Segment Open
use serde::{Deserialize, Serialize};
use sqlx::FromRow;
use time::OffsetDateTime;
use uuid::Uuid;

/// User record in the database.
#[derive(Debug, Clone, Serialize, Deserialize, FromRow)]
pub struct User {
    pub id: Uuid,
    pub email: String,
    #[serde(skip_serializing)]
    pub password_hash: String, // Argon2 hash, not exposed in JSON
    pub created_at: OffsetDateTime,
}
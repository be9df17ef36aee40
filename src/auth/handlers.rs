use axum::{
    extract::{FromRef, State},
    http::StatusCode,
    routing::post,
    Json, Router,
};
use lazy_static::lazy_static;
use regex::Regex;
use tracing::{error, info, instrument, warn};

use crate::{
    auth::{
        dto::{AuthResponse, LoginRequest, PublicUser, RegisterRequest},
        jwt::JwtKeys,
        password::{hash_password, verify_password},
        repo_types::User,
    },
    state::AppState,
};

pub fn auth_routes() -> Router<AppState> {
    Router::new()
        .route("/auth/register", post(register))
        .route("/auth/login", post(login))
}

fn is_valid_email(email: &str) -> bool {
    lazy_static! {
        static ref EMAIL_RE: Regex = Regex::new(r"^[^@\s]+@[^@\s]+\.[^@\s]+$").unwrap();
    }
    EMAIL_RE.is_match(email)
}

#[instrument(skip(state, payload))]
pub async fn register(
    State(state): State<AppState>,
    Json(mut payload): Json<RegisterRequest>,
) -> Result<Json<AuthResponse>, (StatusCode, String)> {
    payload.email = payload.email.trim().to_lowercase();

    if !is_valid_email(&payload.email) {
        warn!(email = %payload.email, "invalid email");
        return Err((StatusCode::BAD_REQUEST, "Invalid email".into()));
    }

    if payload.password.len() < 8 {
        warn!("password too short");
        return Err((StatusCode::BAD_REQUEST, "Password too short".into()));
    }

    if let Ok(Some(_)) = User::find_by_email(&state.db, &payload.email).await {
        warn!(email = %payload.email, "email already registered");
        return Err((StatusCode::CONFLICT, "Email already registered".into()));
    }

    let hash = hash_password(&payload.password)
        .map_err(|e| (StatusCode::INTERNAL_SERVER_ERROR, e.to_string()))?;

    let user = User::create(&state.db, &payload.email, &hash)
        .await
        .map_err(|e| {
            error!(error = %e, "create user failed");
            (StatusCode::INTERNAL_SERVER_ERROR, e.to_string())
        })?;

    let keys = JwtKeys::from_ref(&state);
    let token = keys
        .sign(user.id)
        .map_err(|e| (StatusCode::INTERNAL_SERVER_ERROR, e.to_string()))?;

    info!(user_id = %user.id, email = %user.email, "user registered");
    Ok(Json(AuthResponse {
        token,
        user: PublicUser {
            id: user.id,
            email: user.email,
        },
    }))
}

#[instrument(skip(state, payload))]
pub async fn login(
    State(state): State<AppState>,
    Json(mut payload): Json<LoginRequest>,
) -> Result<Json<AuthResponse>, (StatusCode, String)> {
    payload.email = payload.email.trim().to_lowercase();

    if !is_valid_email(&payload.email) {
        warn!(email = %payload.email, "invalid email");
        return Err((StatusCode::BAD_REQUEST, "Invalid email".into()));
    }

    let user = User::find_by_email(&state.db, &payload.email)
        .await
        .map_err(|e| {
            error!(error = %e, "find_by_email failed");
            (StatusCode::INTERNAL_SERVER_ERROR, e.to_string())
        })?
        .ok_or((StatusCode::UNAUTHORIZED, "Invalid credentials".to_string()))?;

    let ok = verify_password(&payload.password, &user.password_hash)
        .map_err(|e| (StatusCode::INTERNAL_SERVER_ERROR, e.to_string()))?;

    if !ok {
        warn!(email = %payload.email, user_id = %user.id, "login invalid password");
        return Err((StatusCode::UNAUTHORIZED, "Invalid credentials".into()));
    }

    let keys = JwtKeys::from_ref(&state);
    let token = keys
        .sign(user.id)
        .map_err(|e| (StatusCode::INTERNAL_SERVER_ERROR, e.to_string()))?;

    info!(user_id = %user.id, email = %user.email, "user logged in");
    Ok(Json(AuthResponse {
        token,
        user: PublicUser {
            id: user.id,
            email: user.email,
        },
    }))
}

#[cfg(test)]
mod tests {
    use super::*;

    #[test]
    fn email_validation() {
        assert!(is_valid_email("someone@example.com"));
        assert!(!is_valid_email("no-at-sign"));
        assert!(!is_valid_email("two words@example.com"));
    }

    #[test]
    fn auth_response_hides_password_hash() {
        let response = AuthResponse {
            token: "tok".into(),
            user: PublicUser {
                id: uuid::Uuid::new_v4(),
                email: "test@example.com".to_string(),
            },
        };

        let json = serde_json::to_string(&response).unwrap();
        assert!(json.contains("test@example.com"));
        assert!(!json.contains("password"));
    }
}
Segment Closed
The answer is each line from the entries above in which the word "OffsetDateTime" occurs.

▶ _TASK SOLUTION_
use time::OffsetDateTime;
    pub created_at: OffsetDateTime,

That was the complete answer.